Close behind was 240 bottles-worth of Silver Oak ‘Better Together’ from the 2020 vintage, which fetched $70,200.

Also available as 120 magnums, the single-vineyard wine comprises 76% Cabernet Sauvignon, 21% Merlot, 2% Cabernet Franc and 1% Petit Verdot.

It was one of several lots from the 2020 vintage, a year when some wineries suffered damage in the Glass Fire, and local laboratories worked around the clock to check grape samples for signs of wildfire smoke taint.
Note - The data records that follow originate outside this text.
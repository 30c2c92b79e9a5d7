//! The application's read-through cache instances
//!
//! | cache | shape | call |
//! |---|---|---|
//! | `companies` | list | `GET /companies/` |
//! | `roles` | list | `GET /admin/roles/` |
//! | `all_products` | full scan | `GET /products/?page=N` |
//! | `income_by_id` | TTL entity | `GET /incomes/{id}/` |
//! | `outcome_by_id` | TTL entity | `GET /outcomes/{id}/` |
//!
//! Population calls go through the gateway without a cancellation token:
//! they are shared by every waiter and must not be aborted by one of them.

use std::sync::Arc;

use futures::FutureExt;
use serde::de::DeserializeOwned;
use warehouse_common::cache::{EntityCache, ListCache, PageChunk, PaginatedCache};
use warehouse_common::CacheStats;
use warehouse_domain::{CacheSettings, Company, Income, ListPayload, Outcome, Product, Role};

use super::errors::ApiError;
use super::gateway::RequestGateway;
use super::transport::RequestSpec;

pub const COMPANIES_PATH: &str = "/companies/";
pub const ROLES_PATH: &str = "/admin/roles/";
pub const PRODUCTS_PATH: &str = "/products/";

pub fn income_path(id: i64) -> String {
    format!("/incomes/{id}/")
}

pub fn outcome_path(id: i64) -> String {
    format!("/outcomes/{id}/")
}

/// The five shared caches; one set per [`WarehouseApi`](super::WarehouseApi)
pub struct WarehouseCaches {
    /// Every company, until a company is created
    pub companies: ListCache<Company, ApiError>,
    /// Role catalog, until a role is created or changed
    pub roles: ListCache<Role, ApiError>,
    /// Every product across all pages, until a product is created or changed
    pub all_products: PaginatedCache<Product, ApiError>,
    /// Income documents with their markings, held for the entity TTL
    pub income_by_id: EntityCache<i64, Income, ApiError>,
    /// Outcome documents, held for the entity TTL
    pub outcome_by_id: EntityCache<i64, Outcome, ApiError>,
}

impl WarehouseCaches {
    /// Wire every cache's population call to `gateway`.
    pub fn new(gateway: &Arc<RequestGateway>, settings: &CacheSettings) -> Self {
        let ttl = settings.entity_ttl();

        Self {
            companies: ListCache::new("companies", list_loader(gateway, COMPANIES_PATH)),
            roles: ListCache::new("roles", list_loader(gateway, ROLES_PATH)),
            all_products: PaginatedCache::new("all_products", {
                let gateway = Arc::clone(gateway);
                Arc::new(move |page| {
                    let gateway = Arc::clone(&gateway);
                    async move { fetch_page(&gateway, PRODUCTS_PATH, page).await }.boxed()
                })
            }),
            income_by_id: EntityCache::new("income_by_id", ttl, entity_loader(gateway, income_path)),
            outcome_by_id: EntityCache::new(
                "outcome_by_id",
                ttl,
                entity_loader(gateway, outcome_path),
            ),
        }
    }

    /// Drop every cached value, e.g. after the session changes hands
    pub fn invalidate_all(&self) {
        self.companies.invalidate();
        self.roles.invalidate();
        self.all_products.invalidate();
        self.income_by_id.invalidate(None);
        self.outcome_by_id.invalidate(None);
    }

    pub fn stats(&self) -> Vec<(&'static str, CacheStats)> {
        vec![
            ("companies", self.companies.stats()),
            ("roles", self.roles.stats()),
            ("all_products", self.all_products.stats()),
            ("income_by_id", self.income_by_id.stats()),
            ("outcome_by_id", self.outcome_by_id.stats()),
        ]
    }
}

impl std::fmt::Debug for WarehouseCaches {
    fn fmt(&self, f: &mut std::fmt::Formatter<'_>) -> std::fmt::Result {
        f.debug_struct("WarehouseCaches").field("stats", &self.stats()).finish()
    }
}

fn list_loader<T>(
    gateway: &Arc<RequestGateway>,
    path: &'static str,
) -> warehouse_common::cache::Loader<Vec<T>, ApiError>
where
    T: DeserializeOwned + Send + 'static,
{
    let gateway = Arc::clone(gateway);
    Arc::new(move || {
        let gateway = Arc::clone(&gateway);
        async move {
            let payload: ListPayload<T> = gateway.get_json(path).await?;
            Ok(payload.into_items())
        }
        .boxed()
    })
}

fn entity_loader<T>(
    gateway: &Arc<RequestGateway>,
    path: fn(i64) -> String,
) -> warehouse_common::cache::KeyedLoader<i64, T, ApiError>
where
    T: DeserializeOwned + Send + 'static,
{
    let gateway = Arc::clone(gateway);
    Arc::new(move |id| {
        let gateway = Arc::clone(&gateway);
        async move { gateway.get_json(&path(id)).await }.boxed()
    })
}

/// Fetch one page of a listing; a bare array counts as the last page.
pub async fn fetch_page<T: DeserializeOwned>(
    gateway: &RequestGateway,
    path: &str,
    page: u32,
) -> Result<PageChunk<T>, ApiError> {
    let payload: ListPayload<T> =
        gateway.call(RequestSpec::get(path).with_query("page", page)).await?.json()?;
    let page = payload.into_page();
    Ok(PageChunk { has_next: page.has_next(), items: page.results })
}
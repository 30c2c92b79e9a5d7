//! Read-through caches with single-flight population
//!
//! Every cache in this module follows one state machine per key:
//! `empty -> in-flight -> populated | empty`. Concurrent readers of a key
//! that is being fetched join the same shared future instead of issuing a
//! second call. Failed fetches are propagated to every waiter and never
//! stored.
//!
//! Three shapes are built on [`ReadThroughCache`]:
//! - [`ListCache`]: one unbounded entry, cleared by explicit invalidation
//! - [`EntityCache`]: keyed entries with a short TTL
//! - [`PaginatedCache`]: one unbounded entry assembled from sequential pages
//!
//! # Example
//!
//! ```rust,ignore
//! use std::sync::Arc;
//!
//! use futures::FutureExt;
//! use warehouse_common::cache::ListCache;
//!
//! # tokio_test::block_on(async {
//! let cache: ListCache<&'static str, String> =
//!     ListCache::new("names", Arc::new(|| async { Ok(vec!["a", "b"]) }.boxed()));
//!
//! assert_eq!(cache.get().await.unwrap(), vec!["a", "b"]);
//! # });
//! ```

pub mod entity;
pub mod entry;
pub mod list;
pub mod paginated;
pub mod read_through;
pub mod stats;

pub use entity::{EntityCache, KeyedLoader};
pub use entry::CacheEntry;
pub use list::ListCache;
pub use paginated::{PageChunk, PageLimitExceeded, PageLoader, PaginatedCache, DEFAULT_MAX_PAGES};
pub use read_through::{CacheState, Cancelled, Loader, ReadThroughCache};
pub use stats::CacheStats;
//! Time utilities and abstractions
//!
//! ```rust,ignore
//! use std::time::Duration;
//!
//! use warehouse_common::time::{Clock, MockClock};
//!
//! let clock = MockClock::new();
//! let start = clock.now();
//! clock.advance(Duration::from_secs(5));
//! assert_eq!(clock.now().duration_since(start), Duration::from_secs(5));
//! ```

pub mod clock;

pub use clock::{Clock, MockClock, SystemClock};
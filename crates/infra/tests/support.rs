//! Shared fixtures for the access-layer integration tests.

#![allow(dead_code)]

use std::sync::{Arc, Once};
use std::time::Duration;

use warehouse_domain::{CacheSettings, Identity, Session};
use warehouse_infra::api::{
    HttpAuthClient, HttpTransport, MemorySessionStorage, SessionStorage, SingleFlightRefresh,
    WarehouseCaches,
};
use warehouse_infra::{HttpClient, RequestGateway, SessionStore, WarehouseApi};
use wiremock::MockServer;

static TRACING: Once = Once::new();

/// Route `tracing` output through the test writer once per binary.
pub fn init_test_tracing() {
    TRACING.call_once(|| {
        let _ = tracing_subscriber::fmt()
            .with_env_filter("warehouse_infra=debug")
            .with_test_writer()
            .try_init();
    });
}

/// A signed-in operator whose bearer credential the mock server rejects.
pub fn stale_session() -> Session {
    Session::new(
        "stale".to_string(),
        Some("refresh-1".to_string()),
        Identity { username: "olga".to_string(), ..Identity::default() },
        ["operator".to_string()],
        false,
    )
}

/// The full access layer wired against a mock server.
pub struct TestStack {
    pub server: MockServer,
    pub session: Arc<SessionStore>,
    pub refresher: Arc<SingleFlightRefresh>,
    pub gateway: Arc<RequestGateway>,
    pub api: WarehouseApi,
}

impl TestStack {
    /// Build a stack with an in-memory session slot holding `initial`.
    pub async fn start(initial: Option<Session>) -> Self {
        let storage: Arc<dyn SessionStorage> = match initial {
            Some(session) => Arc::new(MemorySessionStorage::with_session(session)),
            None => Arc::new(MemorySessionStorage::new()),
        };
        Self::with_storage(storage).await
    }

    /// Build a stack over an arbitrary session slot.
    pub async fn with_storage(storage: Arc<dyn SessionStorage>) -> Self {
        init_test_tracing();
        let server = MockServer::start().await;

        let http = Arc::new(
            HttpClient::builder()
                .timeout(Duration::from_secs(5))
                .build()
                .expect("http client should build"),
        );
        let auth = Arc::new(HttpAuthClient::new(Arc::clone(&http), server.uri()));
        let session = Arc::new(SessionStore::new(storage, auth.clone()));
        let refresher = Arc::new(SingleFlightRefresh::new(Arc::clone(&session), auth));
        let transport = Arc::new(HttpTransport::new(http, server.uri()));
        let gateway = Arc::new(RequestGateway::new(
            transport,
            Arc::clone(&session),
            Arc::clone(&refresher),
        ));
        let caches = Arc::new(WarehouseCaches::new(&gateway, &CacheSettings::default()));
        let api = WarehouseApi::new(Arc::clone(&gateway), caches);

        Self { server, session, refresher, gateway, api }
    }
}
//! Application context - dependency injection container
//!
//! Builds the access layer once per process:
//!
//! ```text
//! SessionStorage -> SessionStore <- SingleFlightRefresh
//!                        |                 |
//!          HttpTransport -> RequestGateway <-
//!                                |
//!                     WarehouseCaches -> WarehouseApi
//! ```

use std::sync::Arc;

use tracing::{debug, info};
use warehouse_common::CacheStats;
use warehouse_domain::Config;
use warehouse_infra::api::{
    FileSessionStorage, HttpAuthClient, HttpTransport, MemorySessionStorage, SessionStorage,
    SingleFlightRefresh,
};
use warehouse_infra::{
    config, ApiError, HttpClient, RequestGateway, SessionStore, WarehouseApi, WarehouseCaches,
};

use crate::utils::logging::init_tracing;

/// Application context - holds all services and dependencies
pub struct AppContext {
    pub config: Config,
    pub session: Arc<SessionStore>,
    pub refresher: Arc<SingleFlightRefresh>,
    pub gateway: Arc<RequestGateway>,
    pub caches: Arc<WarehouseCaches>,
    pub api: Arc<WarehouseApi>,
}

impl AppContext {
    /// Initialise tracing, read `.env`, load the configuration and build the
    /// context.
    ///
    /// # Errors
    /// Returns `ApiError::Config` if no configuration source is usable.
    pub fn bootstrap() -> Result<Self, ApiError> {
        init_tracing();

        match dotenvy::dotenv() {
            Ok(path) => info!(path = %path.display(), "loaded .env"),
            Err(err) => debug!(error = %err, "no .env file loaded"),
        }

        let config = config::load()?;
        Self::new(config)
    }

    /// Create the context for `config`.
    ///
    /// The session slot is a file when `session.storage_path` is set and
    /// process memory otherwise. A previously persisted session is restored.
    pub fn new(config: Config) -> Result<Self, ApiError> {
        let storage: Arc<dyn SessionStorage> = match &config.session.storage_path {
            Some(path) => Arc::new(FileSessionStorage::new(path)),
            None => Arc::new(MemorySessionStorage::new()),
        };
        Self::with_storage(config, storage)
    }

    /// Create the context over an explicit session slot
    pub fn with_storage(config: Config, storage: Arc<dyn SessionStorage>) -> Result<Self, ApiError> {
        let base_url = config.api.base_url.trim_end_matches('/').to_string();
        if base_url.is_empty() {
            return Err(ApiError::Config("API base URL is empty".into()));
        }

        let http = Arc::new(
            HttpClient::builder()
                .timeout(config.api.timeout())
                .user_agent(concat!("warehouse-client/", env!("CARGO_PKG_VERSION")))
                .build()?,
        );

        let auth = Arc::new(HttpAuthClient::new(Arc::clone(&http), base_url.clone()));
        let session = Arc::new(SessionStore::new(storage, auth.clone()));
        let refresher = Arc::new(SingleFlightRefresh::new(Arc::clone(&session), auth));
        let transport = Arc::new(HttpTransport::new(http, base_url.clone()));
        let gateway =
            Arc::new(RequestGateway::new(transport, Arc::clone(&session), Arc::clone(&refresher)));
        let caches = Arc::new(WarehouseCaches::new(&gateway, &config.cache));
        let api = Arc::new(WarehouseApi::new(Arc::clone(&gateway), Arc::clone(&caches)));

        info!(
            base_url = %base_url,
            timeout_secs = config.api.timeout_seconds,
            entity_ttl_ms = config.cache.entity_ttl_millis,
            persistent_session = config.session.storage_path.is_some(),
            signed_in = session.is_authenticated(),
            "application context ready"
        );

        Ok(Self { config, session, refresher, gateway, caches, api })
    }

    /// Per-cache statistics, keyed by cache name
    pub fn cache_report(&self) -> Vec<(&'static str, CacheStats)> {
        self.caches.stats()
    }

    /// Log diagnostics and drop cached data.
    ///
    /// The session is left untouched so it can be restored on the next start;
    /// call [`SessionStore::sign_out`] first to end it.
    pub fn shutdown(&self) {
        for (name, stats) in self.cache_report() {
            debug!(
                cache = name,
                size = stats.size,
                hits = stats.hits,
                misses = stats.misses,
                coalesced = stats.coalesced,
                hit_rate = stats.hit_rate(),
                "cache statistics at shutdown"
            );
        }
        self.caches.invalidate_all();

        info!(
            signed_in = self.session.is_authenticated(),
            renewals = self.refresher.renewals_started(),
            "shutdown called on AppContext"
        );
    }
}

impl std::fmt::Debug for AppContext {
    fn fmt(&self, f: &mut std::fmt::Formatter<'_>) -> std::fmt::Result {
        f.debug_struct("AppContext")
            .field("config", &self.config)
            .field("signed_in", &self.session.is_authenticated())
            .field("refresher", &self.refresher)
            .finish_non_exhaustive()
    }
}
Producers have always maintained that the Napa 2020 vintage was not wholly lost.

Napa Valley Vintners (NVV) said this week: ‘Vintners making a 2020 Premiere Napa Valley red wine were pleased on Saturday as the average price per bottle was $234, proving that demand exists for high quality, excellent wines made in the most difficult of vintages.’

NVV also highlighted the auction’s reach. ‘Wines sold at the 2022 Premiere Napa Valley wine auction will make their way to 14 states and six countries,’ it said.

A published list on the auction website showed that Harrods, the upmarket UK retailer, was among the non-US buyers. It bought a 60-bottle lot of Spottswoode Cabernet Sauvignon 2020, described as a blend of the oldest plantings from the estate vineyard, biodynamically farmed since 2006. Sotheby’s listed the sale price at $41,060.

Online bidders joined those present for the live sale at the Culinary Institute of America at Greystone.

‘Building the reach of Napa Valley is one of our key goals, so we were pleased to see that close to 30% of the buyers placed their bids online,’ said Jamie Ritchie, worldwide head of Sotheby’s Wine.

Alongside the Premiere auction, Sotheby’s and NVV hosted an online ‘Vintage Perspective’ auction. Also trade-only, it featured cases sourced direct from winery cellars and from vintages spanning 2001 to 2010.

Among the top lots, a 12-bottle case of Safer’s Hillside Select Cabernet Sauvignon 2010 and a 24-bottle collection of Inglenook’s Rubicon ‘Red Table Wine’ each sold for $6,480.

Both auctions followed the Napa library wine auction earlier in February, and come as NVV prepares to launch its new ‘Collective Napa Valley’ philanthropy initiative aimed at wine lovers worldwide.